Click here to see the art contest submissions!


The purpose of this assignment is to familiarize students with the the GLSL programming paradigms, particularly vertex and fragment shaders. This will warm students up for the final assignment on ray tracing.

Getting Started

Click here to download the repository of skeleton code for this assignment.

Submission Instructions

You will submit all of your fragment shaders to Canvas when you are finished. Also let me know what your name/pseudonym is for the art contest

General Tips:

  • Write your shaders one step at a time! Debugging is very difficult because the only output is a color per pixel. Try to use the colors to help you debug.
  • If your shader doesn't compile, drop into the debugging console to see why.
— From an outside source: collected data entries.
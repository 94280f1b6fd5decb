//! Tagged model dispatch.
//!
//! A [`PricingRequest`] pairs validated market parameters and a strike with
//! a [`ModelSelection`]. [`price_request`] runs the selected model for both
//! rights and returns the prices with model-specific diagnostics.

use std::fmt;
use std::str::FromStr;

use pricer_core::types::params::require_positive;
use pricer_core::types::{ExerciseStyle, OptionRight, PricingError, PricingParameters};
use pricer_models::analytical::{BlackScholes, Greeks};
use pricer_models::lattice::BinomialModel;
use tracing::debug;

use crate::mc::{Discounting, MonteCarloConfig, MonteCarloModel};

/// Default number of lattice periods.
pub const DEFAULT_LATTICE_PERIODS: usize = 200;

/// Pricing model and its settings.
#[derive(Clone, Copy, Debug, PartialEq)]
#[cfg_attr(feature = "serde", derive(serde::Serialize, serde::Deserialize))]
#[cfg_attr(feature = "serde", serde(tag = "model", rename_all = "snake_case"))]
pub enum ModelSelection {
    /// Closed-form Black-Scholes-Merton.
    BlackScholes,
    /// GBM Monte Carlo.
    MonteCarlo {
        /// Time steps per path
        n_steps: usize,
        /// Number of paths
        n_paths: usize,
        /// Generator seed
        seed: u64,
        /// Discounting convention
        discounting: Discounting,
    },
    /// CRR binomial lattice.
    Binomial {
        /// Lattice periods
        n_periods: usize,
        /// Exercise style
        style: ExerciseStyle,
    },
}

impl ModelSelection {
    /// Monte Carlo selection from a validated configuration.
    pub fn monte_carlo(config: &MonteCarloConfig) -> Self {
        ModelSelection::MonteCarlo {
            n_steps: config.n_steps(),
            n_paths: config.n_paths(),
            seed: config.seed(),
            discounting: config.discounting(),
        }
    }

    /// Short tag: `bs`, `mc` or `binomial`.
    pub fn tag(&self) -> &'static str {
        match self {
            ModelSelection::BlackScholes => "bs",
            ModelSelection::MonteCarlo { .. } => "mc",
            ModelSelection::Binomial { .. } => "binomial",
        }
    }

    /// Human-readable model name.
    pub fn label(&self) -> String {
        match self {
            ModelSelection::BlackScholes => "Black-Scholes Model".to_string(),
            ModelSelection::MonteCarlo { .. } => "Monte Carlo Simulation".to_string(),
            ModelSelection::Binomial { style, .. } => match style {
                ExerciseStyle::European => "Binomial Model European".to_string(),
                ExerciseStyle::American => "Binomial Model American".to_string(),
            },
        }
    }
}

/// Parses a model tag with default settings for that model.
impl FromStr for ModelSelection {
    type Err = PricingError;

    fn from_str(s: &str) -> Result<Self, Self::Err> {
        match s.trim().to_lowercase().as_str() {
            "bs" => Ok(ModelSelection::BlackScholes),
            "mc" => Ok(ModelSelection::monte_carlo(&MonteCarloConfig::default())),
            "binomial" => Ok(ModelSelection::Binomial {
                n_periods: DEFAULT_LATTICE_PERIODS,
                style: ExerciseStyle::default(),
            }),
            _ => Err(PricingError::UnknownModel(s.to_string())),
        }
    }
}

impl fmt::Display for ModelSelection {
    fn fmt(&self, f: &mut fmt::Formatter<'_>) -> fmt::Result {
        f.write_str(self.tag())
    }
}

/// Per-model diagnostic values reported with the prices.
#[derive(Clone, Copy, Debug, PartialEq)]
#[cfg_attr(feature = "serde", derive(serde::Serialize, serde::Deserialize))]
#[cfg_attr(feature = "serde", serde(tag = "kind", rename_all = "snake_case"))]
pub enum ModelDiagnostics {
    /// Closed form.
    ClosedForm {
        /// d₁
        d1: f64,
        /// d₂
        d2: f64,
        /// Call sensitivities
        call_greeks: Greeks,
        /// Put sensitivities
        put_greeks: Greeks,
    },
    /// Binomial lattice.
    Lattice {
        /// Up factor
        up: f64,
        /// Down factor
        down: f64,
        /// Risk-neutral up probability
        q: f64,
        /// Step length
        delta_t: f64,
        /// Number of periods
        n_periods: usize,
        /// Exercise style
        style: ExerciseStyle,
    },
    /// Monte Carlo.
    MonteCarlo {
        /// Paths simulated
        n_paths: usize,
        /// Steps per path
        n_steps: usize,
        /// Seed used
        seed: u64,
        /// Standard error of the call estimate
        call_std_error: f64,
        /// Standard error of the put estimate
        put_std_error: f64,
        /// Discounting convention
        discounting: Discounting,
    },
}

/// A validated pricing request.
#[derive(Clone, Copy, Debug, PartialEq)]
#[cfg_attr(feature = "serde", derive(serde::Serialize, serde::Deserialize))]
pub struct PricingRequest {
    /// Market parameters
    pub params: PricingParameters,
    /// Strike
    pub strike: f64,
    /// Model and settings
    pub model: ModelSelection,
}

impl PricingRequest {
    /// Bundles a request.
    pub fn new(params: PricingParameters, strike: f64, model: ModelSelection) -> Self {
        Self {
            params,
            strike,
            model,
        }
    }

    /// Shorthand for [`price_request`].
    pub fn price(&self) -> Result<PricingOutcome, PricingError> {
        price_request(self)
    }
}

/// Call and put prices with diagnostics.
#[derive(Clone, Copy, Debug, PartialEq)]
#[cfg_attr(feature = "serde", derive(serde::Serialize, serde::Deserialize))]
pub struct PricingOutcome {
    /// Call price
    pub call: f64,
    /// Put price
    pub put: f64,
    /// Model diagnostics
    pub diagnostics: ModelDiagnostics,
}

impl PricingOutcome {
    /// Price for one right.
    pub fn price(&self, right: OptionRight) -> f64 {
        match right {
            OptionRight::Call => self.call,
            OptionRight::Put => self.put,
        }
    }

    /// Compares `C - P` against `S0·e^(-cT) - K·e^(-rT)`.
    ///
    /// Exact for the closed form. European lattice and Monte Carlo prices
    /// satisfy it up to discretisation and sampling error; American prices
    /// need not satisfy it at all.
    pub fn parity_check(&self, params: &PricingParameters, strike: f64) -> ParityCheck {
        let lhs = self.call - self.put;
        let rhs = params.forward_intrinsic(strike);
        ParityCheck {
            lhs,
            rhs,
            abs_error: (lhs - rhs).abs(),
        }
    }
}

/// Put-call parity residual.
#[derive(Clone, Copy, Debug, PartialEq)]
#[cfg_attr(feature = "serde", derive(serde::Serialize, serde::Deserialize))]
pub struct ParityCheck {
    /// `C - P`
    pub lhs: f64,
    /// `S0·e^(-cT) - K·e^(-rT)`
    pub rhs: f64,
    /// `|lhs - rhs|`
    pub abs_error: f64,
}

impl ParityCheck {
    /// Returns `true` when the residual is within `tolerance`.
    #[inline]
    pub fn holds(&self, tolerance: f64) -> bool {
        self.abs_error <= tolerance
    }
}

/// Split of an option price into intrinsic and time value.
#[derive(Clone, Copy, Debug, PartialEq)]
#[cfg_attr(feature = "serde", derive(serde::Serialize, serde::Deserialize))]
pub struct ValueSplit {
    /// Immediate-exercise value at the spot
    pub intrinsic: f64,
    /// `price - intrinsic`
    pub time_value: f64,
}

/// Intrinsic value at `spot` and the remaining time value of `price`.
///
/// Time value may be negative for deep in-the-money European puts.
pub fn intrinsic_and_time_value(
    spot: f64,
    strike: f64,
    price: f64,
    right: OptionRight,
) -> ValueSplit {
    let intrinsic = right.intrinsic(spot, strike);
    ValueSplit {
        intrinsic,
        time_value: price - intrinsic,
    }
}

/// Prices both rights with the selected model.
///
/// # Errors
/// Any validation failure of the strike or the model settings.
pub fn price_request(request: &PricingRequest) -> Result<PricingOutcome, PricingError> {
    let PricingRequest {
        params,
        strike,
        model,
    } = *request;
    require_positive("strike", strike)?;
    debug!(model = model.tag(), strike, spot = params.spot(), "pricing request");

    match model {
        ModelSelection::BlackScholes => {
            let bs = BlackScholes::new(params, strike)?;
            Ok(PricingOutcome {
                call: bs.price_call(),
                put: bs.price_put(),
                diagnostics: ModelDiagnostics::ClosedForm {
                    d1: bs.d1(),
                    d2: bs.d2(),
                    call_greeks: bs.greeks(OptionRight::Call),
                    put_greeks: bs.greeks(OptionRight::Put),
                },
            })
        }
        ModelSelection::MonteCarlo {
            n_steps,
            n_paths,
            seed,
            discounting,
        } => {
            let config = MonteCarloConfig::builder()
                .n_steps(n_steps)
                .n_paths(n_paths)
                .seed(seed)
                .discounting(discounting)
                .build()?;
            let (call, put) = MonteCarloModel::new(params, config)?.estimate_pair(strike)?;
            Ok(PricingOutcome {
                call: call.price,
                put: put.price,
                diagnostics: ModelDiagnostics::MonteCarlo {
                    n_paths,
                    n_steps,
                    seed,
                    call_std_error: call.std_error,
                    put_std_error: put.std_error,
                    discounting,
                },
            })
        }
        ModelSelection::Binomial { n_periods, style } => {
            let lattice = BinomialModel::from_parameters(&params, n_periods)?;
            debug!(
                up = lattice.up(),
                down = lattice.down(),
                q = lattice.q(),
                delta_t = lattice.delta_t(),
                n_periods,
                "binomial lattice"
            );
            Ok(PricingOutcome {
                call: lattice.price(strike, style, OptionRight::Call)?,
                put: lattice.price(strike, style, OptionRight::Put)?,
                diagnostics: ModelDiagnostics::Lattice {
                    up: lattice.up(),
                    down: lattice.down(),
                    q: lattice.q(),
                    delta_t: lattice.delta_t(),
                    n_periods,
                    style,
                },
            })
        }
    }
}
Syntax error messages will be printed there with line numbers in the shader.
  • If you get an error like the following

    ERROR: 0:15: '+' : wrong operand types - no operation '+' exists that takes a left-hand operand of type 'const int' and a right operand of type 'mediump float' (or there is no acceptable conversion)

    Then it probably means you need to write a number as a decimal. There is no explicit casting, so when GLSL sees 10, for instance, it assumes it's an integer. So you would need to write 10.0

Task 1: Rise N' Shine (10 Points)

Create an animation of a sun that starts on the left hand side of the screen and moves in a semicircular arc across the screen to the right hand side. When it's at the left or right side, the background should be dark. When it reaches its peak at the center of the screen, it should be lighter. When it reaches its minimum at the right hand side of the screen, it should restart on the left. More specifically:

  • The uniform variable uTime holds the elapsed time since the beginning of the simulation. You should make a circle with sines and cosines of this variable.
  • The green channel of the output pixel should be

    \[ e^{-dR^2/r^2} \]

    where dR is the distance of the pixel to the center of the disc, and r is the radius of the disc.
  • The red channel should be a sine wave that starts at zero and reaches its peak at 1, and then ends at zero before it's reset.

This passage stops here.